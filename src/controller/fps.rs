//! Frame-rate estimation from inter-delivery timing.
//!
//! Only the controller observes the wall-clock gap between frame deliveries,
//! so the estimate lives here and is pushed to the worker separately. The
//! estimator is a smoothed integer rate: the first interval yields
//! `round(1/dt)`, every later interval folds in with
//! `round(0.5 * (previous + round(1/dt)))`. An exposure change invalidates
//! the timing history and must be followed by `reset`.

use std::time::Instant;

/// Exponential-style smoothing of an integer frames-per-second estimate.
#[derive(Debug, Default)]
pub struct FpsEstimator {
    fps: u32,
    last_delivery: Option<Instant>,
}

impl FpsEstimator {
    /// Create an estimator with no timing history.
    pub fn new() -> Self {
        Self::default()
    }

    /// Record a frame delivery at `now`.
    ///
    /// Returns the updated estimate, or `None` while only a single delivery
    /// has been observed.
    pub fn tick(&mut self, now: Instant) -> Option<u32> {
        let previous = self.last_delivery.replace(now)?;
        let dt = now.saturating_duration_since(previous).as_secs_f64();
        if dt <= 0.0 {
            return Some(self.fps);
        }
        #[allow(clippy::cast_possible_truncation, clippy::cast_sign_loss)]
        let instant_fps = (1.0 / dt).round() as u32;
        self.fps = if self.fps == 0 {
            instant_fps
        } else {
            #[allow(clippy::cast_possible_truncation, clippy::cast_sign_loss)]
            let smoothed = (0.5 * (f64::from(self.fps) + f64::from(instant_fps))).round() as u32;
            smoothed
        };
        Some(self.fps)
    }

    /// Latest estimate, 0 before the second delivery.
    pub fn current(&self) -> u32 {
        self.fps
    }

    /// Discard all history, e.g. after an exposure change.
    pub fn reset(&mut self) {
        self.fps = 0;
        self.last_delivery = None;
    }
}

-------------------------

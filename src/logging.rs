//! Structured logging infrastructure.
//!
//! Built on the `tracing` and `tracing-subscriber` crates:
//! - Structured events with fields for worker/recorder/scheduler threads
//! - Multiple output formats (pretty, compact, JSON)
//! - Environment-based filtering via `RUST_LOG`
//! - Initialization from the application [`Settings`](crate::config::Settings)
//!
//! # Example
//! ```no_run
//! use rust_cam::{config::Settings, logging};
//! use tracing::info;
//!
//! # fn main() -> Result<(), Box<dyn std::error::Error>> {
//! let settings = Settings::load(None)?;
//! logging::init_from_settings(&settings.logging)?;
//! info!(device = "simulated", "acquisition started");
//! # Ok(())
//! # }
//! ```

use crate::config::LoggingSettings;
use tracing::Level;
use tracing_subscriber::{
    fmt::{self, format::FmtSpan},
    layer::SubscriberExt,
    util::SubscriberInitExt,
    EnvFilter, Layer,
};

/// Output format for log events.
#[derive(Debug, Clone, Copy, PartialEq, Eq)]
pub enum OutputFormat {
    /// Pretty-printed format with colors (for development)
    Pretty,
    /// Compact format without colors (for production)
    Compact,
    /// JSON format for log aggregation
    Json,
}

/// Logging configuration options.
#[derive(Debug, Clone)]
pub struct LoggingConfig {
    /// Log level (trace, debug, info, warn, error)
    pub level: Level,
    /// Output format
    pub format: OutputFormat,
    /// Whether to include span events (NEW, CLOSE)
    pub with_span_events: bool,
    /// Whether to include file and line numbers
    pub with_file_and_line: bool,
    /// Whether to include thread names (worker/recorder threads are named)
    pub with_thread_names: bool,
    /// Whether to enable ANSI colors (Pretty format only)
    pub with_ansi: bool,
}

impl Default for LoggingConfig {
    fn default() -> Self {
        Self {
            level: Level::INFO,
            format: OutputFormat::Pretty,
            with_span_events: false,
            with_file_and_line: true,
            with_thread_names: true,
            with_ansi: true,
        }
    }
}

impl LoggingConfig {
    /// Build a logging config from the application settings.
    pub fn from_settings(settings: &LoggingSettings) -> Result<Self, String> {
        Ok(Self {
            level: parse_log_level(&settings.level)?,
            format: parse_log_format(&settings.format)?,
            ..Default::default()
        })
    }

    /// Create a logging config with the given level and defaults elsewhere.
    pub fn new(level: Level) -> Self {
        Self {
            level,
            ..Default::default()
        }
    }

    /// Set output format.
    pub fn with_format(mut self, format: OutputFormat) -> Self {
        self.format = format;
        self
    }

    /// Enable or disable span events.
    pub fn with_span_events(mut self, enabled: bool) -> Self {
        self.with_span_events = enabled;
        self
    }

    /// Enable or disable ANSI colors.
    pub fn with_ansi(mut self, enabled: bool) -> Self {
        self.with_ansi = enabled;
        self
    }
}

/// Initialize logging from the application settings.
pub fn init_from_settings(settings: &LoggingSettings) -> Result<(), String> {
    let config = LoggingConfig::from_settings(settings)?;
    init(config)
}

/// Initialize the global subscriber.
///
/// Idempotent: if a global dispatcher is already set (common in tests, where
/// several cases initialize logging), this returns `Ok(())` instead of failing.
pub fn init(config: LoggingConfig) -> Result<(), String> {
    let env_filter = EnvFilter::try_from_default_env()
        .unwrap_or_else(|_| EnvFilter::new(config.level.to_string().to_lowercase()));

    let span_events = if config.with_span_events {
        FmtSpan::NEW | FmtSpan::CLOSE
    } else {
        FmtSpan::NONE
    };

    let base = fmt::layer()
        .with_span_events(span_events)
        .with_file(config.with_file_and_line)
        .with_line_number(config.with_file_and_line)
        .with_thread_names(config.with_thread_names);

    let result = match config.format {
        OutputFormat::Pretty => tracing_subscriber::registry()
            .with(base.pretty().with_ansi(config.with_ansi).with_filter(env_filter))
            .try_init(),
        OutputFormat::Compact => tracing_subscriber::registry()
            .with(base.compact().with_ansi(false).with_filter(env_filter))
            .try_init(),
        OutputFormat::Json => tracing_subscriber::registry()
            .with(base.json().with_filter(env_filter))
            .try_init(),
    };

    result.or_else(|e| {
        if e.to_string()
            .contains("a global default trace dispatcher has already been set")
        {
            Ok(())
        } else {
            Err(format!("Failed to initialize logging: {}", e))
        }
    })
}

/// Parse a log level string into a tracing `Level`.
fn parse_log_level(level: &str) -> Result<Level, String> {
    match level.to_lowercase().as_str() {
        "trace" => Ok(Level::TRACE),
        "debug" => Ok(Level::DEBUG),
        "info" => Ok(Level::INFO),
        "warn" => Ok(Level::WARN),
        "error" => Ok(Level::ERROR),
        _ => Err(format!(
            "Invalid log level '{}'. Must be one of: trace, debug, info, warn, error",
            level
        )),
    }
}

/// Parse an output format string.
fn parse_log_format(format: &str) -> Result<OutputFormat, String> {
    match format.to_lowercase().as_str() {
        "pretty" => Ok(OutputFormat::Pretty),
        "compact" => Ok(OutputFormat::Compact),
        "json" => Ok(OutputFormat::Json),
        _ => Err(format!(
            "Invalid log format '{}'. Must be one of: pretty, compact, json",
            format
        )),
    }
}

-------------------------

- WHAT YOU SHOULD DO -
Your answer should be every line above that contains the word "filename".

- TASK SOLUTION -
filename src/controller/fps.rs
filename src/logging.rs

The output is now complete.